On our way to the first mark a large flotilla of RIBS surges past. The Isle of Wight rally has begun with an experiment to discover how easy it is to wash an unwary sailor out of his RS300. Muttering rude words about overweight twonks with BMW driver mentalities I regain my composure and wobble downwind through their wash. Feeling sorry for the citizens of Yarmouth, I head down the harbour as the mist clears.
Ela has started well – ahead of the girls she chases down the Laser and follows around number 6 buoy about a minute behind. The beat is tricky, though – light northerlies are a tactical minefield and we all struggle with some big shifts and holes in the breeze on our way back up to number 5 buoy. I manage 2 tacks in quick succession without actually steering. By the time I get moving again the fleet is closing in – any notions of an easy win are quickly dispelled – I need to sail better than this.
To my delight I see our windward mark is not only capsized but also in the middle of Mudeford Sailing Club's line as they launch into their start sequence. I sneak through the fleet on port and wobble downwind to number 7. Finally able to stretch away, I notice that Sue is leading the pack in her Radial. I'm not sure she knows it's a Radial – she entered the race in a Laser. She's a wire-haired terrier of a woman and sailing fast today.
Marion is also going well in her Radial. Marion has great qualities for sailor – she nursed my brother following his arse transplant a couple of years ago – which means she's unshockable and resilient. She's also a nurse, which means she was probably the world's best first date back in the days when she was dating.
Ela and Anne are battling it out just behind the Radials.
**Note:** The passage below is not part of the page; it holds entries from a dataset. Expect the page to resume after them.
//! In-process stand-in for Readarr, shared by the unit tests.

use std::collections::HashMap;
use std::sync::{Arc, Mutex};
use std::time::Duration;

use axum::extract::{Query, State};
use axum::http::{HeaderMap, StatusCode};
use axum::response::{IntoResponse, Response};
use axum::routing::get;
use axum::{Json, Router};
use serde_json::{json, Value};

use crate::config::ReadarrConfig;
use crate::readarr::ReadarrClient;

struct MockState {
    library: Value,
    lookup: Value,
    details: Value,
    added: Vec<Value>,
    lookup_calls: usize,
    last_lookup_term: Option<String>,
    last_api_key: Option<String>,
    fail_status: Option<u16>,
    reject_add: Option<(u16, String)>,
    delay: Option<Duration>,
}

type Shared = Arc<Mutex<MockState>>;

/// A fake Readarr listening on an ephemeral localhost port.
pub struct MockReadarr {
    base_url: String,
    state: Shared,
}

impl MockReadarr {
    pub async fn start() -> Self {
        let state: Shared = Arc::new(Mutex::new(MockState {
            library: json!([]),
            lookup: json!([]),
            details: Value::Null,
            added: Vec::new(),
            lookup_calls: 0,
            last_lookup_term: None,
            last_api_key: None,
            fail_status: None,
            reject_add: None,
            delay: None,
        }));

        let app = Router::new()
            .route("/api/v1/book", get(library).post(add_book))
            .route("/api/v1/book/lookup", get(lookup))
            .route("/api/v1/book/lookup/goodreads", get(details))
            .with_state(state.clone());

        let listener = tokio::net::TcpListener::bind("127.0.0.1:0").await.unwrap();
        let addr = listener.local_addr().unwrap();
        tokio::spawn(async move {
            axum::serve(listener, app).await.unwrap();
        });

        Self {
            base_url: format!("http://{}/api/v1", addr),
            state,
        }
    }

    pub fn config(&self) -> ReadarrConfig {
        ReadarrConfig {
            url: self.base_url.clone(),
            api_key: "test-key".to_string(),
            timeout: Duration::from_secs(5),
            ..Default::default()
        }
    }

    pub fn client(&self) -> ReadarrClient {
        ReadarrClient::new(self.config()).unwrap()
    }

    pub fn set_library(&self, library: Value) {
        self.state.lock().unwrap().library = library;
    }

    pub fn set_lookup(&self, results: Value) {
        self.state.lock().unwrap().lookup = results;
    }

    pub fn set_details(&self, details: Value) {
        self.state.lock().unwrap().details = details;
    }

    /// Every endpoint answers with `status` until [`recover`](Self::recover).
    pub fn fail_with(&self, status: u16) {
        self.state.lock().unwrap().fail_status = Some(status);
    }

    pub fn recover(&self) {
        self.state.lock().unwrap().fail_status = None;
    }

    pub fn reject_adds(&self, status: u16, body: &str) {
        self.state.lock().unwrap().reject_add = Some((status, body.to_string()));
    }

    pub fn delay(&self, delay: Duration) {
        self.state.lock().unwrap().delay = Some(delay);
    }

    /// Bodies received on `POST /book`, oldest first.
    pub fn added(&self) -> Vec<Value> {
        self.state.lock().unwrap().added.clone()
    }

    pub fn lookup_calls(&self) -> usize {
        self.state.lock().unwrap().lookup_calls
    }

    pub fn last_lookup_term(&self) -> Option<String> {
        self.state.lock().unwrap().last_lookup_term.clone()
    }

    pub fn last_api_key(&self) -> Option<String> {
        self.state.lock().unwrap().last_api_key.clone()
    }
}

/// Record the caller and return the configured delay and failure.
fn observe(state: &Shared, headers: &HeaderMap) -> (Option<Duration>, Option<u16>) {
    let mut s = state.lock().unwrap();
    s.last_api_key = headers
        .get("x-api-key")
        .and_then(|v| v.to_str().ok())
        .map(str::to_string);
    (s.delay, s.fail_status)
}

async fn respond(
    delay: Option<Duration>,
    fail: Option<u16>,
    ok: impl FnOnce() -> Response,
) -> Response {
    if let Some(delay) = delay {
        tokio::time::sleep(delay).await;
    }
    match fail {
        Some(code) => (StatusCode::from_u16(code).unwrap(), "upstream failure").into_response(),
        None => ok(),
    }
}

async fn library(State(state): State<Shared>, headers: HeaderMap) -> Response {
    let (delay, fail) = observe(&state, &headers);
    let body = state.lock().unwrap().library.clone();
    respond(delay, fail, || Json(body).into_response()).await
}

async fn lookup(
    State(state): State<Shared>,
    headers: HeaderMap,
    Query(params): Query<HashMap<String, String>>,
) -> Response {
    let (delay, fail) = observe(&state, &headers);
    let body = {
        let mut s = state.lock().unwrap();
        s.lookup_calls += 1;
        s.last_lookup_term = params.get("term").cloned();
        s.lookup.clone()
    };
    respond(delay, fail, || Json(body).into_response()).await
}

async fn details(State(state): State<Shared>, headers: HeaderMap) -> Response {
    let (delay, fail) = observe(&state, &headers);
    let body = state.lock().unwrap().details.clone();
    respond(delay, fail, || Json(body).into_response()).await
}

async fn add_book(State(state): State<Shared>, headers: HeaderMap, Json(body): Json<Value>) -> Response {
    let (delay, fail) = observe(&state, &headers);
    let rejection = {
        let mut s = state.lock().unwrap();
        match s.reject_add.clone() {
            Some(rejection) => Some(rejection),
            None if fail.is_none() => {
                s.added.push(body.clone());
                None
            }
            None => None,
        }
    };

    respond(delay, fail, move || match rejection {
        Some((status, text)) => (StatusCode::from_u16(status).unwrap(), text).into_response(),
        None => (StatusCode::CREATED, Json(body)).into_response(),
    })
    .await
}
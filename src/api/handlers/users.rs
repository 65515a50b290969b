//! User administration handlers.

use std::sync::Arc;

use axum::extract::State;
use serde::Deserialize;
use tracing::info;

use crate::api::{AdminUser, ApiJson, ApiResponse, ApiResult, ApiState};
use crate::error::Error;
use crate::model::{Role, User, UserUpdate};

#[derive(Deserialize)]
pub struct UpdateUserBody {
    #[serde(alias = "userId")]
    pub user_id: i64,

    pub role: Option<String>,
    pub email: Option<String>,
    pub username: Option<String>,
}

pub async fn list_users(
    State(state): State<Arc<ApiState>>,
    _admin: AdminUser,
) -> ApiResult<Vec<User>> {
    Ok(ApiResponse::ok(state.store.list_users()?))
}

/// Change a user's role, email or username.
pub async fn update_user(
    State(state): State<Arc<ApiState>>,
    AdminUser(admin): AdminUser,
    ApiJson(body): ApiJson<UpdateUserBody>,
) -> ApiResult<User> {
    let role = match body.role.as_deref().map(str::trim) {
        None | Some("") => None,
        Some(raw) => Some(raw.to_lowercase().parse::<Role>().map_err(Error::InvalidInput)?),
    };

    let email = body
        .email
        .map(|e| e.trim().to_string())
        .filter(|e| !e.is_empty());
    if let Some(email) = &email {
        if !email.contains('@') {
            return Err(Error::InvalidInput(format!("Invalid email: {}", email)));
        }
        if let Some(owner) = state.store.get_user_by_email(email)? {
            if owner.id != body.user_id {
                return Err(Error::InvalidInput(format!("Email {} is already in use", email)));
            }
        }
    }

    let username = body
        .username
        .map(|u| u.trim().to_string())
        .filter(|u| !u.is_empty());
    if let Some(username) = &username {
        if let Some(owner) = state.store.get_user_by_username(username)? {
            if owner.id != body.user_id {
                return Err(Error::InvalidInput(format!(
                    "Username {} is already in use",
                    username
                )));
            }
        }
    }

    let update = UserUpdate {
        username,
        email,
        role,
    };

    if update.is_empty() {
        return Err(Error::InvalidInput("No valid fields to update".into()));
    }

    let user = state
        .store
        .update_user(body.user_id, &update)?
        .ok_or_else(|| Error::NotFound(format!("User {}", body.user_id)))?;

    info!(user_id = user.id, admin_id = admin.id, role = %user.role, "User updated");
    Ok(ApiResponse::with_message(user, "User updated"))
}
//! Session handlers.

use std::sync::Arc;

use axum::extract::State;
use axum::http::header::SET_COOKIE;
use axum::response::{IntoResponse, Response};
use serde::Deserialize;

use crate::api::extract::{cleared_cookie, session_cookie};
use crate::api::{ApiJson, ApiResponse, ApiResult, ApiState, CurrentUser};
use crate::error::{Error, Result};
use crate::model::User;

#[derive(Deserialize)]
pub struct LoginRequest {
    #[serde(default)]
    pub username: String,

    #[serde(default)]
    pub password: String,
}

/// Check credentials and set the session cookie.
pub async fn login(
    State(state): State<Arc<ApiState>>,
    ApiJson(req): ApiJson<LoginRequest>,
) -> Result<Response> {
    if req.username.trim().is_empty() || req.password.is_empty() {
        return Err(Error::InvalidInput("Username and password are required".into()));
    }

    // Password verification blocks.
    let store = state.store.clone();
    let user = tokio::task::spawn_blocking(move || {
        crate::auth::login(&store, &req.username, &req.password)
    })
    .await
    .map_err(|e| Error::Internal(e.to_string()))??;

    let token = state.auth.issue_token(&user)?;
    let cookie = session_cookie(&token, state.auth.ttl_secs());

    Ok((
        [(SET_COOKIE, cookie)],
        ApiResponse::with_message(user, "Logged in"),
    )
        .into_response())
}

pub async fn logout() -> Response {
    (
        [(SET_COOKIE, cleared_cookie())],
        ApiResponse::message("Logged out"),
    )
        .into_response()
}

pub async fn me(CurrentUser(user): CurrentUser) -> ApiResult<User> {
    Ok(ApiResponse::ok(user))
}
Anne's 4.7 is pretty much identical in speed to Ela's Splash and Ela just leads by a few lengths. In the light winds both boats are seriously underpowered and struggling to match the bigger rigs for straight line speed today.
Around 45 minutes into the race, Rollo the Race Officer shortens the course. The rest of the fleet cross the line over the next few minutes with Sue in 2nd place on the water and on corrected time.
Mike, Marion, Ela and Anne finish in that order, separated by just seconds on handicap.
As we sailed home the sun finally broke through and a September morning felt like Summer again. Far off in the distance we hear raucous laughter and the rattle of badly maintained 2 strokes as our RIB flotilla finally leaves the citizens of Yarmouth in peace.